21-26                           Exercised at General Quarters and subcalibre target practise each night at 8 o’clock, stopping the ship, or steaming slowly round the target.  Land was sighted on the 25th, an island off Sumatra, and land was in sight at frequent intervals going down the straits.

27.                   Singapore, Straits Settlements.

                                    Anchored at 3 p.m. rather far out in the harbor.  We half masted our colors on coming in, seeing all other flags at half mast on account of the death of Queen Victoria. [iv]

                                    Singapore is more of a business like city than Colombo, and has more ships in its harbor.  But while Colombo has a small, artificial, crowded harbor, that of Singapore is large and the ships are scattered.  On the other hand, Singapore is a compact city, while Colombo is spread over many miles of territory.

                                    The inhabitants are mostly Chinese, 100000 of them of the 160000 inhabitants.  They wear blue bathing trunks, also a hat; and from the number of rikshas one sees on the streets he is tempted to believe that the whole 100000 pull rikshas to earn a living.  These riksha men are big and strong and pull a cart with two passengers in it for miles at a high speed.  The Chinese quarter is clean and has wide streets; the western end of the city is composed of substantial stone buildings and looks like an American city.

 



[i] These Tanks are of unknown antiquity and are variously attributed to Solomon, the Queen of Sheba, the Arabs, and--as a last guess--to the Phoenicians.

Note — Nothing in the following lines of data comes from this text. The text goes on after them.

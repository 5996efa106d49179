use std::collections::HashMap;
use std::path::PathBuf;
use std::sync::Arc;

use anyhow::{Context, Result};
use async_trait::async_trait;
use clap::Parser;
use rand::rngs::StdRng;
use rand::{Rng, SeedableRng};
use tokio::sync::mpsc;
use tokio::task::JoinSet;
use tracing::{info, warn};
use tracing_subscriber::{fmt, EnvFilter};

use stam::{
    Authenticator, Broadcaster, ControllerId, Coordinator, Driver, Envelope, MetricsSample,
    MetricsSource, PeerListener, SendOutcome, StamConfig, Transport, TrustChannels,
};

/// Envelopes buffered per loopback peer before senders see it as unreachable.
const LOOPBACK_QUEUE_DEPTH: usize = 64;

#[derive(Parser, Debug)]
#[command(name = "stam")]
#[command(author, version, about, long_about = None)]
struct Args {
    /// TOML deployment file; a two-controller demo deployment is used if omitted.
    #[arg(short, long, value_name = "FILE")]
    config: Option<PathBuf>,

    #[arg(long)]
    load_threshold: Option<f64>,

    #[arg(long)]
    delay_threshold: Option<f64>,

    #[arg(short, long)]
    tick_interval_ms: Option<u64>,

    #[arg(long)]
    improvement_tolerance: Option<f64>,
}

impl Args {
    fn resolve_config(&self) -> Result<StamConfig> {
        let mut config = match &self.config {
            Some(path) => StamConfig::load(path)?,
            None => StamConfig::demo(),
        };
        let coordinator = &mut config.coordinator;
        if let Some(v) = self.load_threshold {
            coordinator.load_threshold = v;
        }
        if let Some(v) = self.delay_threshold {
            coordinator.delay_threshold = v;
        }
        if let Some(v) = self.tick_interval_ms {
            coordinator.tick_interval_ms = v;
        }
        if let Some(v) = self.improvement_tolerance {
            coordinator.improvement_tolerance = v;
        }
        config.validate().context("invalid configuration")?;
        Ok(config)
    }
}

/// Random samples in the ranges a lightly loaded data plane produces.
struct SyntheticMetrics {
    rng: StdRng,
}

impl SyntheticMetrics {
    fn new() -> Self {
        Self {
            rng: StdRng::from_entropy(),
        }
    }
}

fn round2(v: f64) -> f64 {
    (v * 100.0).round() / 100.0
}

#[async_trait]
impl MetricsSource for SyntheticMetrics {
    async fn next_sample(&mut self) -> Result<MetricsSample> {
        let traffic = round2(self.rng.gen_range(0.4..=1.2));
        let delay = round2(self.rng.gen_range(0.1..=0.35));
        let alert = self.rng.gen_bool(0.25);
        Ok(MetricsSample::new(traffic, delay, alert)?)
    }
}

/// In-process transport: one bounded queue per remote controller.
struct LoopbackTransport {
    inboxes: HashMap<ControllerId, mpsc::Sender<Envelope>>,
}

#[async_trait]
impl Transport for LoopbackTransport {
    async fn send(&self, destination: &ControllerId, envelope: Envelope) -> SendOutcome {
        let Some(inbox) = self.inboxes.get(destination) else {
            return SendOutcome::Unreachable;
        };
        match inbox.try_send(envelope) {
            Ok(()) => SendOutcome::Ok,
            Err(e) => {
                warn!(%destination, error = %e, "loopback delivery failed");
                SendOutcome::Unreachable
            }
        }
    }
}

#[tokio::main]
async fn main() -> Result<()> {
    let args = Args::parse();

    let filter =
        EnvFilter::try_from_default_env().unwrap_or_else(|_| EnvFilter::new("info"));

    fmt()
        .with_env_filter(filter)
        .with_target(true)
        .with_thread_ids(false)
        .with_file(false)
        .with_line_number(false)
        .with_writer(std::io::stderr)
        .init();

    let config = args.resolve_config()?;
    let local = config.local_controller()?;
    let directory = config.key_directory()?;
    info!(controller = %local, known = directory.len(), "key directory loaded");

    let mut authenticator = Authenticator::new(directory);
    authenticator.authenticate_all(config.claims());
    let (directory, trusted) = authenticator.finish();
    if !trusted.contains(&local) {
        warn!(controller = %local, "local controller is not in the trusted set");
    }

    let channels = Arc::new(TrustChannels::establish(directory, trusted.clone()));

    let mut inboxes = HashMap::new();
    let mut listeners = JoinSet::new();
    for peer in trusted.iter().filter(|p| **p != local) {
        let (tx, rx) = mpsc::channel(LOOPBACK_QUEUE_DEPTH);
        inboxes.insert(peer.clone(), tx);
        listeners.spawn(PeerListener::new(peer.clone(), channels.clone()).run(rx));
    }
    info!(peers = inboxes.len(), "loopback listeners started");

    let broadcaster = Broadcaster::new(channels, Arc::new(LoopbackTransport { inboxes }));
    let coordinator = Coordinator::new(
        local,
        trusted,
        &config.coordinator,
        SyntheticMetrics::new(),
        broadcaster,
    );
    let driver = Driver::new(coordinator, config.coordinator.tick_interval());

    let stats = driver
        .run(async {
            if let Err(e) = tokio::signal::ctrl_c().await {
                warn!(error = %e, "failed to listen for shutdown signal");
                std::future::pending::<()>().await;
            }
            info!("Received shutdown signal, exiting gracefully");
        })
        .await;

    // Dropping the driver closes every loopback inbox.
    drop(driver);
    let mut accepted = 0;
    while let Some(joined) = listeners.join_next().await {
        match joined {
            Ok(n) => accepted += n,
            Err(e) => warn!(error = %e, "listener task failed"),
        }
    }

    info!(
        ticks = stats.ticks,
        cycles = stats.cycles_completed,
        failed = stats.cycles_failed,
        skipped = stats.ticks_skipped,
        accepted,
        "shutdown complete"
    );
    Ok(())
}
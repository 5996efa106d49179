//! # Stam - Secure Trust-Aware Multi-Controller Coordination
//!
//! Stam lets a small group of network controllers detect overload on their
//! own, agree on mutual trust, and push authenticated policy updates to one
//! another without a central authority:
//!
//! - **Authentication**: controllers prove knowledge of a pre-shared secret
//! - **Trust Channels**: one directional session key per ordered pair of trusted peers
//! - **Adaptation**: threshold checks on each metrics sample, one cycle at a time
//! - **Broadcast**: every trusted peer gets its own MAC-sealed copy of the update
//! - **Feedback**: the sample after an adaptation is compared to the one that triggered it
//!
//! ## Architecture
//!
//! The coordination core never touches the network or a metrics backend
//! directly. Both sit behind traits ([`Transport`], [`MetricsSource`]) so the
//! same core runs against loopback channels in tests and real links in
//! deployment.
//!
//! ## Security Model
//!
//! - Proofs are compared in constant time; unknown identities cost the same as known ones
//! - Session keys are derived with BLAKE3 in key-derivation mode and never leave the process
//! - The channel table is published as an immutable snapshot; rotation and
//!   revocation swap in a new one
//! - Receivers reject misaddressed, forged, spoofed and replayed updates
//!
//! ## Module Overview
//!
//! | Module | Purpose |
//! |--------|--------|
//! | `identity` | Controller ids, shared secrets, key directory |
//! | `auth` | Proof-of-secret authentication, trusted peer set |
//! | `crypto` | Session key derivation and keyed MACs |
//! | `channels` | Trust channel table and its snapshot publisher |
//! | `metrics` | Metrics samples and the source trait |
//! | `adaptation` | Threshold evaluation and the Stable/Adapting state machine |
//! | `messages` | Policy updates, sealed envelopes, bounded bincode |
//! | `protocols` | Transport trait |
//! | `broadcast` | Fan-out of sealed updates with per-peer outcomes |
//! | `listener` | Inbound envelope verification and replay rejection |
//! | `feedback` | Before/after improvement reports |
//! | `coordinator` | Monitoring cycle and the non-overlapping periodic driver |
//! | `config` | Coordinator tunables and TOML deployment config |

mod adaptation;
mod auth;
mod broadcast;
mod channels;
mod config;
mod coordinator;
mod crypto;
mod feedback;
mod identity;
mod listener;
mod messages;
mod metrics;
mod protocols;

pub use adaptation::{
    AdaptationDecision, AdaptationEvaluator, AdaptationReason, ControllerState, Transition,
};
pub use auth::{Authenticator, TrustedPeerSet};
pub use broadcast::{Broadcaster, DeliveryOutcome, DeliveryReport};
pub use channels::{ChannelPair, KeyNotFound, TrustChannelTable, TrustChannels};
pub use config::{
    ConfigError, ControllerClaim, CoordinatorConfig, StamConfig, DEFAULT_DELAY_THRESHOLD,
    DEFAULT_IMPROVEMENT_TOLERANCE, DEFAULT_LOAD_THRESHOLD, DEFAULT_TICK_INTERVAL_MS,
};
pub use coordinator::{Coordinator, CycleOutcome, Driver, DriverStats};
pub use crypto::{
    derive_session_key, mac_with_domain, verify_mac_with_domain, DeriveError, MacError,
    SessionKey, SessionKeyDeriver,
};
pub use feedback::{DimensionDelta, FeedbackMonitor, ImprovementReport};
pub use identity::{ControllerId, IdentityError, KeyDirectory, SharedSecret};
pub use listener::{ListenerError, PeerListener};
pub use messages::{deserialize_bounded, serialize, Envelope, PolicyAction, PolicyUpdate};
pub use metrics::{MetricsSample, MetricsSource, SampleError};
pub use protocols::{SendOutcome, Transport};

Historians, when in doubt, always accuse the Phoenicians. In this rainless region, where water falls only at intervals of years, it was necessary to collect and preserve it all, and some one built among the hills huge stone basins with capacity of hundreds of thousands of gallons. These basins are quite perfect still, though the name of the faithful builder thereof has long ago perished.” (from Elizabeth Bisland, In Seven Stages (Harper and Bros., New York, 1891)

 

[ii]

 

[iii] In margin: “Very good. C.M.Chester, Capt Comdg Kentucky”

 

[iv] Died January ? 1901.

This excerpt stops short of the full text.